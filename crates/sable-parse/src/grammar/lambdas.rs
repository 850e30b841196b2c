use sable_yellow::SyntaxKind::*;

use super::items::{self, ParameterContext};
use super::scan::LambdaShape;
use super::{attributes, exprs, stmts, types};
use crate::options::Feature;
use crate::parser::{CompletedMarker, Parser};

/// Parses the lambda a scan found at the cursor.
///
/// A speculative lambda (nullable return type spelled with an identifier)
/// is thrown away when a `:` follows it; the tokens were the condition and
/// branch of a conditional, and `None` tells the caller to parse them as
/// an expression.
pub(crate) fn lambda(p: &mut Parser<'_>, shape: LambdaShape) -> Option<CompletedMarker> {
    if !shape.speculative {
        return Some(lambda_core(p, shape.simple));
    }

    let checkpoint = p.checkpoint();
    let lambda = lambda_core(p, shape.simple);
    if p.at(COLON) {
        log::trace!("lambda followed by `:`, reparsing as conditional");
        p.rewind(checkpoint);
        return None;
    }
    Some(lambda)
}

fn lambda_core(p: &mut Parser<'_>, simple: bool) -> CompletedMarker {
    let m = p.start();

    if p.at(L_BRACK) {
        p.feature(Feature::LambdaAttributes);
        attributes::attribute_lists(p);
    }

    let mut is_async = false;
    loop {
        if p.at(STATIC_KW) {
            p.feature(Feature::StaticAnonymousFunctions);
            p.bump();
        } else if p.at_contextual(ASYNC_KW) && !p.nth_at(1, FAT_ARROW) {
            p.bump_remap(ASYNC_KW);
            is_async = true;
        } else {
            break;
        }
    }

    if simple {
        let parameter = p.start();
        p.expect(IDENT);
        parameter.complete(p, PARAMETER);
        p.expect(FAT_ARROW);
        body(p, is_async);
        return m.complete(p, SIMPLE_LAMBDA_EXPR);
    }

    if !p.at(L_PAREN) {
        p.feature(Feature::LambdaReturnTypes);
        types::return_type(p);
    }
    items::parameter_list(p, ParameterContext::Lambda);
    p.expect(FAT_ARROW);
    body(p, is_async);
    m.complete(p, PAREN_LAMBDA_EXPR)
}

fn body(p: &mut Parser<'_>, is_async: bool) {
    p.with_async(is_async, |p| {
        if p.at(L_BRACE) {
            stmts::block(p);
        } else {
            exprs::expr_or_ref(p);
        }
    });
}
use std::fmt;

use crate::Severity;

macro_rules! error_codes {
    ($($name:ident = $number:literal => $template:literal,)*) => {
        /// Every diagnostic the tokenizer and parser can report.
        #[derive(Clone, Copy, Debug, PartialEq, Eq, Hash)]
        pub enum ErrorCode {
            $($name,)*
        }

        impl ErrorCode {
            pub const ALL: &'static [Self] = &[$(Self::$name,)*];

            pub const fn number(self) -> u16 {
                match self {
                    $(Self::$name => $number,)*
                }
            }

            pub const fn template(self) -> &'static str {
                match self {
                    $(Self::$name => $template,)*
                }
            }
        }
    };
}

error_codes! {
    // Lexical.
    UnexpectedCharacter = 1056 => "Unexpected character '{0}'",
    NewlineInConstant = 1010 => "Newline in constant",
    UnterminatedString = 1039 => "Unterminated string literal",
    UnterminatedComment = 1035 => "End-of-file found, '*/' expected",
    EmptyCharLiteral = 1011 => "Empty character literal",
    TooManyCharsInCharLiteral = 1012 => "Too many characters in character literal",
    InvalidNumber = 1013 => "Invalid number",
    UnterminatedRawString = 9002 => "Unterminated raw string literal",

    // Expected token missing.
    IdentifierExpected = 1001 => "Identifier expected",
    IdentifierExpectedKeyword = 1041 => "Identifier expected; '{0}' is a keyword",
    SemicolonExpected = 1002 => "; expected",
    SyntaxError = 1003 => "Syntax error, '{0}' expected",
    CloseParenExpected = 1026 => ") expected",
    LbraceExpected = 1514 => "{ expected",
    RbraceExpected = 1513 => "} expected",
    ExpressionExpected = 1733 => "Expected expression",
    TypeExpected = 1031 => "Type expected",
    ValueExpected = 443 => "Syntax error; value expected",
    ExpectedCatchOrFinally = 1524 => "Expected catch or finally",
    NewRequiresArgs = 1526 => "A new expression requires an argument list or (), [], or {} after type",
    StackallocRequiresBrackets = 1575 => "A stackalloc expression requires [] after type",
    OverloadableOperatorExpected = 1037 => "Overloadable operator expected",
    AccessorExpected = 1014 => "A get or set accessor expected",

    // Unexpected tokens.
    InvalidExprTerm = 1525 => "Invalid expression term '{0}'",
    UnexpectedToken = 1073 => "Unexpected token '{0}'",
    InvalidMemberDecl = 1519 => "Invalid token '{0}' in a member declaration",
    EofExpected = 1022 => "Type or namespace definition, or end-of-file expected",
    NamespaceUnexpected = 116 => "A namespace cannot directly contain members such as fields, methods or statements",
    ElseCannotStartStatement = 8641 => "'else' cannot start a statement.",
    UsingAfterElements = 1529 => "A using clause must precede all other elements defined in the namespace except extern alias declarations",

    // Context errors.
    BadModifier = 106 => "The modifier '{0}' is not valid for this item",
    DuplicateModifier = 1004 => "Duplicate '{0}' modifier",
    UsingDeclarationModifiers = 9229 => "Modifiers cannot be placed on using declarations",
    BadCaseInSwitchArm = 9134 => "A switch expression arm does not begin with a 'case' keyword.",
    DefaultPattern = 8505 => "A default literal 'default' is not valid as a pattern. Use another literal (e.g. '0' or 'null') as appropriate. To match everything, use a discard pattern '_'.",
    TupleTooFewElements = 8124 => "Tuple must contain at least two elements.",
    BadEmbeddedStatement = 1023 => "Embedded statement cannot be a declaration or labeled statement",
    PossibleMistakenNullStatement = 642 => "Possible mistaken empty statement",
    ExpressionTooComplex = 8078 => "An expression is too long or complex to compile",
    FeatureNotAvailable = 8107 => "Feature '{0}' is not available in C# {1}. Please use language version {2} or greater.",
}

impl ErrorCode {
    pub const fn default_severity(self) -> Severity {
        match self {
            Self::PossibleMistakenNullStatement => Severity::Warning,
            _ => Severity::Error,
        }
    }
}

impl fmt::Display for ErrorCode {
    fn fmt(&self, f: &mut fmt::Formatter<'_>) -> fmt::Result {
        write!(f, "CS{:04}", self.number())
    }
}

#[cfg(test)]
mod tests {
    use super::*;

    #[test]
    fn numbers_are_unique() {
        let mut numbers = ErrorCode::ALL.iter().map(|code| code.number()).collect::<Vec<_>>();
        numbers.sort_unstable();
        let len = numbers.len();
        numbers.dedup();
        assert_eq!(len, numbers.len());
    }

    #[test]
    fn display_pads_code() {
        assert_eq!(ErrorCode::BadModifier.to_string(), "CS0106");
        assert_eq!(ErrorCode::SyntaxError.to_string(), "CS1003");
    }
}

◇ ◇ ◇

ACTIVITY:
Among the lines of the material above, find those with the word "tokens". Copy each one.

EXERCISE SOLUTION:
/// is thrown away when a `:` follows it; the tokens were the condition and
    // Unexpected tokens.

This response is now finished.